Jim and I made a fairly spontaneous trip there last Sunday. Because we’ve been there so often, we noticed immediately that there were some new sculptures scattered through the fields. But not until we’d climbed up to the main office and Jim began chatting with one of the docents did we discover that the park is celebrating its 50th anniversary with a new exhibition.
It’s important that I come clean here. Jim loves to talk with total strangers, and he does this often—sometimes at great length. The fact that he’s an inquisitive guy is something I love about him. But the chatting often gets on my nerves, especially when I’m in the mood to experience something rather than talk to someone about how best to have the experience. There are times when I’d just rather do my own thing—and when the urge strikes, I walk away and allow Jim to do his.
I did just that on Sunday—and in the process learned that I need to rethink my impatience.
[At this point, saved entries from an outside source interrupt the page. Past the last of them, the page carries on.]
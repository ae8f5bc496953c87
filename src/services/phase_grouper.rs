//! Batches a validated task set into ordered execution phases.

use std::collections::{BTreeSet, HashMap, HashSet};
use tracing::debug;
use uuid::Uuid;

use crate::domain::models::{ExecutionPhase, Task, TaskType};
use crate::services::DependencyAnalyzer;

/// Minutes of work per complexity point.
pub const MINUTES_PER_COMPLEXITY: u64 = 5;

/// Groups tasks into phases.
///
/// Tasks are taken in ascending priority order. Each phase is seeded with
/// the next unassigned task and absorbs any other unassigned task within
/// one priority step of the seed that does not conflict with a member.
/// A task is only eligible once all of its dependencies sit in earlier
/// phases. Phase `n + 1` depends on phase `n`.
#[derive(Debug, Clone, Default)]
pub struct PhaseGrouper {
    analyzer: DependencyAnalyzer,
}

impl PhaseGrouper {
    pub fn new() -> Self {
        Self::default()
    }

    /// Group tasks into phases. The tasks must form a validated DAG.
    pub fn group(&self, tasks: &[Task]) -> Vec<ExecutionPhase> {
        let depths = self.analyzer.dependency_depths(tasks);
        let mut order: Vec<&Task> = tasks.iter().collect();
        // Stable: ties keep input order
        order.sort_by_key(|t| (t.priority, depths.get(&t.id).copied().unwrap_or(0)));

        let mut placed: HashSet<Uuid> = HashSet::with_capacity(tasks.len());
        let mut phases: Vec<ExecutionPhase> = Vec::new();

        while placed.len() < order.len() {
            let ready = |t: &Task, placed: &HashSet<Uuid>| {
                !placed.contains(&t.id) && t.dependencies.iter().all(|d| placed.contains(d))
            };

            let Some(seed) = order.iter().copied().find(|t| ready(*t, &placed)) else {
                // Unreachable for a DAG; guard against looping forever
                break;
            };

            let mut members: Vec<&Task> = vec![seed];
            for &candidate in &order {
                if candidate.id == seed.id
                    || !ready(candidate, &placed)
                    || candidate.priority.abs_diff(seed.priority) > 1
                {
                    continue;
                }
                if members.iter().any(|m| m.conflicts_with(candidate)) {
                    continue;
                }
                members.push(candidate);
            }

            placed.extend(members.iter().map(|t| t.id));
            let phase = build_phase(phases.len() + 1, &members, phases.last());
            debug!(
                phase = %phase.name,
                tasks = phase.task_ids.len(),
                parallelizable = phase.parallelizable,
                "phase formed"
            );
            phases.push(phase);
        }

        phases
    }
}

fn build_phase(number: usize, members: &[&Task], previous: Option<&ExecutionPhase>) -> ExecutionPhase {
    let risky = members
        .iter()
        .any(|t| t.task_type == TaskType::Implementation || t.context.is_high_risk());

    let titles: Vec<&str> = members.iter().map(|t| t.title.as_str()).collect();

    ExecutionPhase {
        id: Uuid::new_v4(),
        name: format!("Phase {number}"),
        description: titles.join(", "),
        task_ids: members.iter().map(|t| t.id).collect(),
        dependencies: previous.map(|p| p.id).into_iter().collect::<BTreeSet<_>>(),
        parallelizable: members.len() > 1 && !risky,
        estimated_duration: members
            .iter()
            .map(|t| u64::from(t.estimated_complexity) * MINUTES_PER_COMPLEXITY)
            .sum(),
        on_critical_path: risky,
    }
}

/// Map each task id to the index of the phase that holds it.
pub fn phase_index(phases: &[ExecutionPhase]) -> HashMap<Uuid, usize> {
    phases
        .iter()
        .enumerate()
        .flat_map(|(i, p)| p.task_ids.iter().map(move |&id| (id, i)))
        .collect()
}

#[cfg(test)]
mod tests {
    use super::*;
    use crate::domain::models::RiskLevel;

    fn task(task_type: TaskType, priority: u32) -> Task {
        let mut t = Task::new(format!("{task_type} {priority}"), "", task_type);
        t.priority = priority;
        t
    }

    #[test]
    fn test_adjacent_priorities_share_phase() {
        let a = task(TaskType::Analysis, 1);
        let b = task(TaskType::Testing, 2);
        let c = task(TaskType::Documentation, 4);

        let phases = PhaseGrouper::new().group(&[a.clone(), b.clone(), c.clone()]);

        assert_eq!(phases.len(), 2);
        assert_eq!(phases[0].task_ids, vec![a.id, b.id]);
        assert!(phases[0].parallelizable);
        assert_eq!(phases[0].estimated_duration, (2 + 3) * MINUTES_PER_COMPLEXITY);
        assert_eq!(phases[1].task_ids, vec![c.id]);
        assert!(!phases[1].parallelizable);
        assert!(phases[1].dependencies.contains(&phases[0].id));
        assert!(phases[0].dependencies.is_empty());
    }

    #[test]
    fn test_direct_dependency_splits_phase() {
        let a = task(TaskType::Analysis, 1);
        let mut b = task(TaskType::Analysis, 1);
        b.dependencies.insert(a.id);

        let phases = PhaseGrouper::new().group(&[b.clone(), a.clone()]);

        assert_eq!(phases.len(), 2);
        assert_eq!(phases[0].task_ids, vec![a.id]);
        assert_eq!(phases[1].task_ids, vec![b.id]);
    }

    #[test]
    fn test_shared_files_split_phase() {
        let mut a = task(TaskType::Analysis, 1);
        let mut b = task(TaskType::Analysis, 1);
        a.context.files = vec!["src/cache.rs".into()];
        b.context.files = vec!["src/cache.rs".into()];

        let phases = PhaseGrouper::new().group(&[a, b]);
        assert_eq!(phases.len(), 2);
    }

    #[test]
    fn test_implementation_blocks_parallelism() {
        let a = task(TaskType::Analysis, 1);
        let b = task(TaskType::Implementation, 1);

        let phases = PhaseGrouper::new().group(&[a, b]);
        assert_eq!(phases.len(), 1);
        assert!(!phases[0].parallelizable);
        assert!(phases[0].on_critical_path);
    }

    #[test]
    fn test_high_risk_blocks_parallelism() {
        let a = task(TaskType::Analysis, 1);
        let mut b = task(TaskType::Testing, 1);
        b.context.risk_level = RiskLevel::High;

        let phases = PhaseGrouper::new().group(&[a, b]);
        assert!(!phases[0].parallelizable);
        assert!(phases[0].on_critical_path);
    }

    #[test]
    fn test_dependency_with_higher_priority_still_runs_first() {
        let late = task(TaskType::Analysis, 9);
        let mut early = task(TaskType::Analysis, 1);
        early.dependencies.insert(late.id);

        let phases = PhaseGrouper::new().group(&[early.clone(), late.clone()]);
        let index = phase_index(&phases);
        assert!(index[&late.id] < index[&early.id]);
    }

    #[test]
    fn test_empty_input() {
        assert!(PhaseGrouper::new().group(&[]).is_empty());
    }
}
First of all, the docent’s explanation gave me a “new perspective” on what we were seeing that day. Secondly, she taught us a trick for keeping at bay the ridiculously annoying May Flies that swarmed the place. And finally, she told us about a new work by an artist I love, one I would have missed seeing otherwise.
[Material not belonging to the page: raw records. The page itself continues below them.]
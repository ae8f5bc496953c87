//! Application layer: plan execution.

pub mod execution_engine;
pub mod execution_report;

pub use execution_engine::ExecutionEngine;
pub use execution_report::{ExecutionEvent, ExecutionReport, ExecutionStatus, TaskOutcome};
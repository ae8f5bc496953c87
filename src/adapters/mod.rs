//! Adapters implementing the domain ports.

pub mod memory;
pub mod strategies;
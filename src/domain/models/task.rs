//! Task domain model.
//!
//! Tasks are the atomic units of planned work. They form a DAG through
//! their `dependencies` and are grouped into phases by the planner.

use chrono::{DateTime, Utc};
use serde::{Deserialize, Serialize};
use std::collections::BTreeSet;
use std::fmt;
use uuid::Uuid;

use super::intent::RiskLevel;

/// Status of a task in the execution pipeline.
#[derive(Debug, Clone, Copy, PartialEq, Eq, Hash, Serialize, Deserialize, Default)]
#[serde(rename_all = "snake_case")]
pub enum TaskStatus {
    /// Created by decomposition, waiting for dispatch
    #[default]
    Pending,
    /// Currently being executed by a strategy
    Running,
    /// Task completed successfully
    Completed,
    /// Task failed (may return to pending while retry budget remains)
    Failed,
    /// Task was cancelled before or during execution
    Cancelled,
}

impl TaskStatus {
    pub fn as_str(&self) -> &'static str {
        match self {
            Self::Pending => "pending",
            Self::Running => "running",
            Self::Completed => "completed",
            Self::Failed => "failed",
            Self::Cancelled => "cancelled",
        }
    }

    #[allow(clippy::should_implement_trait)]
    pub fn from_str(s: &str) -> Option<Self> {
        match s.to_lowercase().as_str() {
            "pending" => Some(Self::Pending),
            "running" => Some(Self::Running),
            "completed" | "complete" => Some(Self::Completed),
            "failed" => Some(Self::Failed),
            "cancelled" | "canceled" => Some(Self::Cancelled),
            _ => None,
        }
    }

    /// Valid transitions from this status.
    ///
    /// `Pending -> Failed` covers tasks failed before they ever ran (no
    /// viable strategy, cascaded phase failure). `Running -> Pending`
    /// requeues an attempt the strategy could not place; it consumes no
    /// retry.
    pub fn valid_transitions(&self) -> &'static [TaskStatus] {
        match self {
            Self::Pending => &[Self::Running, Self::Failed, Self::Cancelled],
            Self::Running => &[Self::Completed, Self::Failed, Self::Cancelled, Self::Pending],
            Self::Failed => &[Self::Pending],
            Self::Completed | Self::Cancelled => &[],
        }
    }

    pub fn can_transition_to(&self, new_status: Self) -> bool {
        self.valid_transitions().contains(&new_status)
    }
}

impl fmt::Display for TaskStatus {
    fn fmt(&self, f: &mut fmt::Formatter<'_>) -> fmt::Result {
        f.write_str(self.as_str())
    }
}

/// Kind of work a task represents.
#[derive(Debug, Clone, Copy, PartialEq, Eq, Hash, PartialOrd, Ord, Serialize, Deserialize)]
#[serde(rename_all = "snake_case")]
pub enum TaskType {
    Analysis,
    Implementation,
    Testing,
    Documentation,
    Refactoring,
    Debugging,
    Optimization,
    Integration,
}

impl TaskType {
    pub const ALL: [TaskType; 8] = [
        Self::Analysis,
        Self::Implementation,
        Self::Testing,
        Self::Documentation,
        Self::Refactoring,
        Self::Debugging,
        Self::Optimization,
        Self::Integration,
    ];

    pub fn as_str(&self) -> &'static str {
        match self {
            Self::Analysis => "analysis",
            Self::Implementation => "implementation",
            Self::Testing => "testing",
            Self::Documentation => "documentation",
            Self::Refactoring => "refactoring",
            Self::Debugging => "debugging",
            Self::Optimization => "optimization",
            Self::Integration => "integration",
        }
    }

    /// Complexity assumed when a task does not specify one.
    pub fn default_complexity(&self) -> u8 {
        match self {
            Self::Analysis | Self::Documentation => 2,
            Self::Testing => 3,
            Self::Refactoring => 4,
            Self::Implementation => 5,
            Self::Debugging => 6,
            Self::Optimization => 7,
            Self::Integration => 8,
        }
    }
}

impl fmt::Display for TaskType {
    fn fmt(&self, f: &mut fmt::Formatter<'_>) -> fmt::Result {
        f.write_str(self.as_str())
    }
}

/// How far a task's changes reach.
#[derive(Debug, Clone, Copy, PartialEq, Eq, Serialize, Deserialize, Default)]
#[serde(rename_all = "snake_case")]
pub enum Scope {
    #[default]
    Local,
    Module,
    Global,
}

/// Expected impact of a task's changes.
#[derive(Debug, Clone, Copy, PartialEq, Eq, Serialize, Deserialize, Default)]
#[serde(rename_all = "snake_case")]
pub enum Impact {
    #[default]
    Minimal,
    Moderate,
    Significant,
}

/// Planning context attached to a task.
#[derive(Debug, Clone, PartialEq, Eq, Serialize, Deserialize, Default)]
pub struct TaskContext {
    /// Area tags (technologies, concepts)
    #[serde(default)]
    pub areas: Vec<String>,
    /// Files the task is expected to touch
    #[serde(default)]
    pub files: Vec<String>,
    #[serde(default)]
    pub risk_level: RiskLevel,
    #[serde(default)]
    pub scope: Scope,
    #[serde(default)]
    pub impact: Impact,
}

impl TaskContext {
    pub fn is_high_risk(&self) -> bool {
        self.risk_level == RiskLevel::High
    }

    /// True when both contexts reference at least one common file.
    pub fn shares_files_with(&self, other: &Self) -> bool {
        self.files.iter().any(|f| other.files.contains(f))
    }
}

/// Post-execution check applied to a strategy's output.
#[derive(Debug, Clone, PartialEq, Eq, Serialize, Deserialize)]
#[serde(rename_all = "snake_case", tag = "rule", content = "value")]
pub enum ValidationRule {
    /// The strategy must report a non-empty summary.
    NonEmptyOutput,
    /// The strategy must report an artifact with this name.
    ProducesArtifact(String),
}

/// A unit of planned work.
#[derive(Debug, Clone, PartialEq, Serialize, Deserialize)]
pub struct Task {
    pub id: Uuid,
    pub title: String,
    pub description: String,
    pub task_type: TaskType,
    pub status: TaskStatus,
    /// Lower runs earlier
    pub priority: u32,
    /// 1-10
    pub estimated_complexity: u8,
    pub dependencies: BTreeSet<Uuid>,
    pub context: TaskContext,
    pub constraints: Vec<String>,
    pub validation: Vec<ValidationRule>,
    pub retry_count: u32,
    pub max_retries: u32,
    pub error: Option<String>,
    pub created_at: DateTime<Utc>,
    pub started_at: Option<DateTime<Utc>>,
    pub completed_at: Option<DateTime<Utc>>,
    pub updated_at: DateTime<Utc>,
}

impl Task {
    /// Create a pending task with the defaults for its type.
    pub fn new(title: impl Into<String>, description: impl Into<String>, task_type: TaskType) -> Self {
        let now = Utc::now();
        Self {
            id: Uuid::new_v4(),
            title: title.into(),
            description: description.into(),
            task_type,
            status: TaskStatus::Pending,
            priority: 50,
            estimated_complexity: task_type.default_complexity(),
            dependencies: BTreeSet::new(),
            context: TaskContext::default(),
            constraints: Vec::new(),
            validation: Vec::new(),
            retry_count: 0,
            max_retries: 3,
            error: None,
            created_at: now,
            started_at: None,
            completed_at: None,
            updated_at: now,
        }
    }

    pub fn depends_on(&self, other: Uuid) -> bool {
        self.dependencies.contains(&other)
    }

    /// Tasks conflict when they are directly linked or touch the same files.
    pub fn conflicts_with(&self, other: &Self) -> bool {
        self.depends_on(other.id)
            || other.depends_on(self.id)
            || self.context.shares_files_with(&other.context)
    }

    /// Implementation work and high-risk work always run on their own.
    pub fn requires_serial_execution(&self) -> bool {
        self.task_type == TaskType::Implementation || self.context.is_high_risk()
    }

    pub fn can_retry(&self) -> bool {
        self.retry_count < self.max_retries
    }

    /// Apply a status transition, stamping timestamps.
    ///
    /// `Failed -> Pending` consumes one retry and is refused once the
    /// budget is spent.
    pub fn transition_to(&mut self, new_status: TaskStatus) -> Result<(), String> {
        if !self.status.can_transition_to(new_status) {
            return Err(format!(
                "Cannot transition from {} to {}",
                self.status, new_status
            ));
        }
        if self.status == TaskStatus::Failed && new_status == TaskStatus::Pending {
            if !self.can_retry() {
                return Err(format!(
                    "Retry budget exhausted ({}/{})",
                    self.retry_count, self.max_retries
                ));
            }
            self.retry_count += 1;
        }

        let now = Utc::now();
        match new_status {
            TaskStatus::Running => self.started_at = Some(now),
            TaskStatus::Completed => {
                self.completed_at = Some(now);
                self.error = None;
            }
            TaskStatus::Failed | TaskStatus::Cancelled => self.completed_at = Some(now),
            TaskStatus::Pending => self.completed_at = None,
        }
        self.status = new_status;
        self.updated_at = now;
        Ok(())
    }
}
The new sculpture is by Andy Goldsworthy, an environmental artist who my old friend Karen de Mauro turned me on to back in 1998, when he and a group of “wallers” from his native UK erected what has become known as the Storm King Wall. It gracefully meanders in a serpentine way around trees and rocks, enters a pond and emerges at the other side. (If you’re looking, you can see the tail end of it from the NY Thruway as you travel north between exits 16 and 17.) According to the docent, Goldsworthy just finished a new wall in a part of the park that is literally off the beaten path, invisible from any of the designated walkways. Aptly calling it “5 Men, 17 Days, 15 Boulders, 1 Wall,” he’s refurbished a dilapidated wall (using stones found on the property) that now winds around boulders along a grove of trees and sort of tumbles into ruin at either end.
There is something about these walls that I find evocative. Goldsworthy has this way of using found materials, placing them in a natural setting, and magnifying their beauty in ways that force me to pay attention. His works are of nature yet not natural, and I find this mesmerizing. So imagine how jarring it was when, while murmuring my admiration to Jim, I heard a fellow visitor say, “I don’t get it. It’s just a wall.”
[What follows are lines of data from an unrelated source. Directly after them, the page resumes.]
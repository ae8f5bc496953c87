use anyhow::{Context, Result};
use std::io;
use tracing::Level;
use tracing_appender::non_blocking::WorkerGuard;
use tracing_appender::rolling;
use tracing_subscriber::layer::SubscriberExt;
use tracing_subscriber::util::SubscriberInitExt;
use tracing_subscriber::{EnvFilter, Layer, Registry};

use crate::domain::models::config::{LogFormat, LoggingConfig, RotationPolicy};

const LOG_FILE_NAME: &str = "tactician.log";

type BoxedLayer = Box<dyn Layer<Registry> + Send + Sync>;

/// Logger implementation using tracing
pub struct LoggerImpl {
    _guard: Option<WorkerGuard>,
}

impl LoggerImpl {
    /// Install the global subscriber.
    ///
    /// Console output goes to stderr so command output on stdout stays
    /// machine-readable. `RUST_LOG` overrides the configured level. The
    /// returned value must be kept alive for file output to be flushed.
    pub fn init(config: &LoggingConfig) -> Result<Self> {
        let default_level = parse_log_level(&config.level)?;
        let filter = || {
            EnvFilter::builder()
                .with_default_directive(default_level.into())
                .from_env_lossy()
        };

        let mut layers: Vec<BoxedLayer> = vec![console_layer(config.format, filter())];

        let guard = if let Some(ref log_dir) = config.log_dir {
            let file_appender = match config.rotation {
                RotationPolicy::Daily => rolling::daily(log_dir, LOG_FILE_NAME),
                RotationPolicy::Hourly => rolling::hourly(log_dir, LOG_FILE_NAME),
                RotationPolicy::Never => rolling::never(log_dir, LOG_FILE_NAME),
            };
            let (non_blocking_file, guard) = tracing_appender::non_blocking(file_appender);

            // File output is always JSON
            layers.push(
                tracing_subscriber::fmt::layer()
                    .json()
                    .with_writer(non_blocking_file)
                    .with_ansi(false)
                    .with_current_span(true)
                    .with_span_list(true)
                    .with_target(true)
                    .with_thread_ids(true)
                    .with_filter(filter())
                    .boxed(),
            );
            Some(guard)
        } else {
            None
        };

        tracing_subscriber::registry()
            .with(layers)
            .try_init()
            .context("Failed to install tracing subscriber")?;

        tracing::debug!(
            level = %config.level,
            format = ?config.format,
            file_output = config.log_dir.is_some(),
            "logger initialized"
        );

        Ok(Self { _guard: guard })
    }
}

fn console_layer(format: LogFormat, filter: EnvFilter) -> BoxedLayer {
    match format {
        LogFormat::Json => tracing_subscriber::fmt::layer()
            .json()
            .with_writer(io::stderr)
            .with_current_span(true)
            .with_target(true)
            .with_filter(filter)
            .boxed(),
        LogFormat::Pretty => tracing_subscriber::fmt::layer()
            .with_writer(io::stderr)
            .with_target(false)
            .with_filter(filter)
            .boxed(),
    }
}

/// Parse log level string to Level
fn parse_log_level(level: &str) -> Result<Level> {
    match level.to_lowercase().as_str() {
        "trace" => Ok(Level::TRACE),
        "debug" => Ok(Level::DEBUG),
        "info" => Ok(Level::INFO),
        "warn" => Ok(Level::WARN),
        "error" => Ok(Level::ERROR),
        _ => anyhow::bail!("Invalid log level: {level}"),
    }
}

#[cfg(test)]
mod tests {
    use super::*;

    #[test]
    fn test_parse_log_level() {
        assert!(matches!(parse_log_level("trace"), Ok(Level::TRACE)));
        assert!(matches!(parse_log_level("WARN"), Ok(Level::WARN)));
        assert!(matches!(parse_log_level("error"), Ok(Level::ERROR)));
        assert!(parse_log_level("verbose").is_err());
    }

    #[test]
    fn test_init_rejects_bad_level() {
        let config = LoggingConfig {
            level: "loud".to_string(),
            ..LoggingConfig::default()
        };
        assert!(LoggerImpl::init(&config).is_err());
    }

    #[test]
    fn test_init_with_file_output() {
        let dir = tempfile::tempdir().unwrap();
        let config = LoggingConfig {
            level: "debug".to_string(),
            format: LogFormat::Json,
            log_dir: Some(dir.path().to_path_buf()),
            rotation: RotationPolicy::Never,
        };

        // One global subscriber per process: the second init must report
        // an error rather than panic
        let _first = LoggerImpl::init(&config);
        assert!(LoggerImpl::init(&config).is_err());
    }
}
To his credit, Jim instantly had the proper perspective and whispered something along the lines of “everyone’s entitled to their own opinion.” To my credit, I didn’t throttle the young woman. Later, journaling it out, I found it impossible to accept. There are just so many kinds of walls, literally and figuratively. Ones that keep things out, keep things in. Keep things safe. There are sturdy castle walls that surround, crumbling stone walls that divide. There’s the Great Wall. The old Berlin Wall. The Wailing Wall.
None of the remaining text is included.